I have to accept the reality that to run back across Tennessee (virtually) within two weeks is out of reach for me in my condition.

I had the ambitious goal of doing 250 miles this week and another 250 miles the next. I have ‘slowly’ trying to bring my miles up from 5 miles to 30 miles. My body still prefers running 5 miles. Beyond the 5 miles it bonkers. So I splitted my run into two. 5 miles during lunch and 15 miles in the evening. Doing 5 miles are great. 15 miles not so great.

After 4 nights of running 15 miles, yesterday, the body relented. I walked most of the 15 miles.

It reminded me back at the time I was in Atlanta when I was trying to run a hundred miles. It came to a point where the body can’t run any more and running is no longer fun. I felt I was 10 miles away from my home and couldn’t get back.

I had blisters on my feet. I don’t mind the pain or the discomfort. It is just all my muscles are so tight. I don’t think I could squeeze any more out of it.

Also I am suspecting my cardio has taken a hit. Last year I had Lyme disease and I know how that feel. I felt something similar. My performance is really poor. At least I am not yet fainting. Last year when I overexerted I fainted. I am also questioning whether I might contracted the corona virus. It is a respitory disease. My breathing is fine, just couldn’t run. Maybe it is really over exertion.

Anyway for the GRVAT. I am at mile 901 and I need to get to mile 1270 to be considered ‘finished’. I have about 10 days left to do it. I could try to get mile 1000, there is an award for that. 10 miles each day is doable. 370 miles is too much to ask of.

Weekend is here. Originally, I planned to put in 100 miles, 50 on Saturday and 50 on Sunday. Now scratch that plan. The body just couldn’t handle it.

This weekend I will go down to Virginia Border to Buffalo State Park for a family camping trip. I don’t have children of my own, but I will join my brother-in-law and he will bring his wife and kids. My mom will be there too.

Personally this kind of camping is not my kind of thing. I don’t like sitting around at a camp with nothing to do. There are the kids. I rather be hiking all day (or run) and only get to camp when we can’t go on further. Survival kind of camping is what I like.

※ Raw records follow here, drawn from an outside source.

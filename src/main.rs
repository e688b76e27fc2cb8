use claimiq_api::cli::{self, Cli, Command};
use clap::Parser;

#[tokio::main]
async fn main() -> anyhow::Result<()> {
    let cli = Cli::parse();

    match cli.command {
        Command::Serve => cli::serve::run().await,
    }
}
//! Redis counter storage
//!
//! Externalizes the fixed-window counters so that multiple processes enforce
//! one shared limit. Window identity is baked into the key; stale windows
//! expire on their own.

use async_trait::async_trait;
use redis::aio::ConnectionManager;
use redis::{AsyncCommands, Client};

use super::{epoch_secs, CounterStore, StoreError, WindowCount};

#[derive(Clone)]
pub struct RedisCounterStore {
    connection: ConnectionManager,
}

impl std::fmt::Debug for RedisCounterStore {
    fn fmt(&self, f: &mut std::fmt::Formatter<'_>) -> std::fmt::Result {
        f.debug_struct("RedisCounterStore")
            .field("connection", &"<ConnectionManager>")
            .finish()
    }
}

impl RedisCounterStore {
    pub async fn connect(url: &str) -> Result<Self, StoreError> {
        let client = Client::open(url).map_err(|e| StoreError::Connection(e.to_string()))?;
        let connection = ConnectionManager::new(client)
            .await
            .map_err(|e| StoreError::Connection(e.to_string()))?;

        Ok(Self { connection })
    }
}

#[async_trait]
impl CounterStore for RedisCounterStore {
    async fn incr(&self, key: &str, window_secs: u64) -> Result<WindowCount, StoreError> {
        let now = epoch_secs();
        let window_id = now / window_secs;
        let redis_key = format!("ratelimit:{key}:{window_secs}:{window_id}");

        let mut connection = self.connection.clone();
        let count: u64 = connection
            .incr(&redis_key, 1)
            .await
            .map_err(|e| StoreError::Backend(e.to_string()))?;

        if count == 1 {
            // First hit in this window owns the expiry.
            let _: () = connection
                .expire(&redis_key, window_secs as i64)
                .await
                .map_err(|e| StoreError::Backend(e.to_string()))?;
        }

        Ok(WindowCount {
            count,
            reset_after_secs: window_secs - (now % window_secs),
        })
    }
}
//! Fixed-window rate limiting
//!
//! Enforces the resolved default policy per client key. Counter storage is
//! pluggable behind [`CounterStore`]: in-process memory by default, Redis
//! when an external storage URL is configured. Both enforce the same
//! semantics - a fixed count of requests per fixed window, with window reset
//! independent per client key.

mod memory;
mod redis;

use std::sync::Arc;
use std::time::{SystemTime, UNIX_EPOCH};

use async_trait::async_trait;
use thiserror::Error;
use tracing::warn;

use crate::config::{RateLimitClause, RateLimitPolicy};

pub use memory::MemoryCounterStore;
pub use redis::RedisCounterStore;

/// Counter state for one (key, window) pair after an increment.
#[derive(Debug, Clone, Copy)]
pub struct WindowCount {
    /// Requests observed in the current window, including this one.
    pub count: u64,
    /// Seconds until the current window rolls over.
    pub reset_after_secs: u64,
}

#[derive(Debug, Error)]
pub enum StoreError {
    #[error("rate-limit store connection failed: {0}")]
    Connection(String),

    #[error("rate-limit store operation failed: {0}")]
    Backend(String),
}

/// Storage for per-key fixed-window counters.
#[async_trait]
pub trait CounterStore: Send + Sync {
    /// Increments the counter for `key` in the current window of
    /// `window_secs` seconds and returns the updated state.
    async fn incr(&self, key: &str, window_secs: u64) -> Result<WindowCount, StoreError>;
}

/// Outcome of a policy check for one client key.
#[derive(Debug, Clone)]
pub enum Decision {
    Allowed,
    Limited {
        /// The clause that rejected the request.
        limit: RateLimitClause,
        retry_after_secs: u64,
    },
}

/// Policy enforcement over a counter store.
pub struct RateLimiter {
    policy: RateLimitPolicy,
    store: Arc<dyn CounterStore>,
}

impl RateLimiter {
    pub fn new(policy: RateLimitPolicy, store: Arc<dyn CounterStore>) -> Self {
        Self { policy, store }
    }

    pub fn in_memory(policy: RateLimitPolicy) -> Self {
        Self::new(policy, Arc::new(MemoryCounterStore::new()))
    }

    pub async fn with_redis(policy: RateLimitPolicy, url: &str) -> Result<Self, StoreError> {
        let store = RedisCounterStore::connect(url).await?;
        Ok(Self::new(policy, Arc::new(store)))
    }

    /// Checks every clause of the policy against `key`, incrementing windows
    /// as it goes; the first exceeded clause rejects. A counter-store outage
    /// must not amplify into an outage of the API itself, so store errors
    /// log and admit.
    pub async fn check(&self, key: &str) -> Decision {
        for clause in &self.policy.clauses {
            match self.store.incr(key, clause.window.as_secs()).await {
                Ok(window) if window.count > u64::from(clause.count) => {
                    return Decision::Limited {
                        limit: clause.clone(),
                        retry_after_secs: window.reset_after_secs.max(1),
                    };
                }
                Ok(_) => {}
                Err(e) => {
                    warn!(key = %key, error = %e, "Rate-limit store unavailable; admitting request");
                }
            }
        }
        Decision::Allowed
    }
}

/// Seconds since the Unix epoch; window identity and reset derive from it.
pub(crate) fn epoch_secs() -> u64 {
    SystemTime::now()
        .duration_since(UNIX_EPOCH)
        .map(|d| d.as_secs())
        .unwrap_or(0)
}

#[cfg(test)]
mod tests {
    use super::*;
    use crate::config::RateWindow;

    fn policy(count: u32, window: RateWindow) -> RateLimitPolicy {
        RateLimitPolicy {
            clauses: vec![RateLimitClause { count, window }],
        }
    }

    #[tokio::test]
    async fn test_allows_within_limit() {
        let limiter = RateLimiter::in_memory(policy(3, RateWindow::Minute));

        for _ in 0..3 {
            assert!(matches!(limiter.check("10.0.0.1").await, Decision::Allowed));
        }
    }

    #[tokio::test]
    async fn test_rejects_over_limit_with_retry_after() {
        let limiter = RateLimiter::in_memory(policy(2, RateWindow::Minute));

        limiter.check("10.0.0.1").await;
        limiter.check("10.0.0.1").await;

        match limiter.check("10.0.0.1").await {
            Decision::Limited {
                limit,
                retry_after_secs,
            } => {
                assert_eq!(limit.count, 2);
                assert!(retry_after_secs >= 1 && retry_after_secs <= 60);
            }
            Decision::Allowed => panic!("third request should be limited"),
        }
    }

    #[tokio::test]
    async fn test_windows_reset_independently_per_key() {
        let limiter = RateLimiter::in_memory(policy(1, RateWindow::Minute));

        assert!(matches!(limiter.check("10.0.0.1").await, Decision::Allowed));
        assert!(matches!(
            limiter.check("10.0.0.1").await,
            Decision::Limited { .. }
        ));
        // A different client key has its own window.
        assert!(matches!(limiter.check("10.0.0.2").await, Decision::Allowed));
    }

    #[tokio::test]
    async fn test_multi_clause_policy_enforces_tightest() {
        let limiter = RateLimiter::in_memory(RateLimitPolicy {
            clauses: vec![
                RateLimitClause {
                    count: 100,
                    window: RateWindow::Day,
                },
                RateLimitClause {
                    count: 1,
                    window: RateWindow::Minute,
                },
            ],
        });

        assert!(matches!(limiter.check("10.0.0.1").await, Decision::Allowed));
        match limiter.check("10.0.0.1").await {
            Decision::Limited { limit, .. } => assert_eq!(limit.window, RateWindow::Minute),
            Decision::Allowed => panic!("minute clause should reject"),
        }
    }

    #[tokio::test]
    async fn test_window_rollover_admits_again() {
        let limiter = RateLimiter::in_memory(policy(1, RateWindow::Second));

        assert!(matches!(limiter.check("10.0.0.1").await, Decision::Allowed));
        tokio::time::sleep(std::time::Duration::from_millis(1100)).await;
        assert!(matches!(limiter.check("10.0.0.1").await, Decision::Allowed));
    }
}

My mom will like it. It is her kind of camping. We don’t do it often enough. As I was growing up, money was tight and going camping was not our family thing. I really didn’t get on the camping stuff until a few years ago when I started running and discovered this whole world.

My mom and brother-in-law though took the kids out for camping a few times every years. As for me, I think this is the first time joining them.

Any way, it will be like a party. Indeed, my niece I think is turning 5 today, so we will celebrate her birthday at the camp. My mom’s birthday too is over this weekend. Obligatory I have to show up 🙂

I know the kids will enjoy the trip. They are leaving for the camp today. I have work and so will join them tomorrow. Still debating if I should drive down after work…I’m afraid I might fall asleep behind the wheel.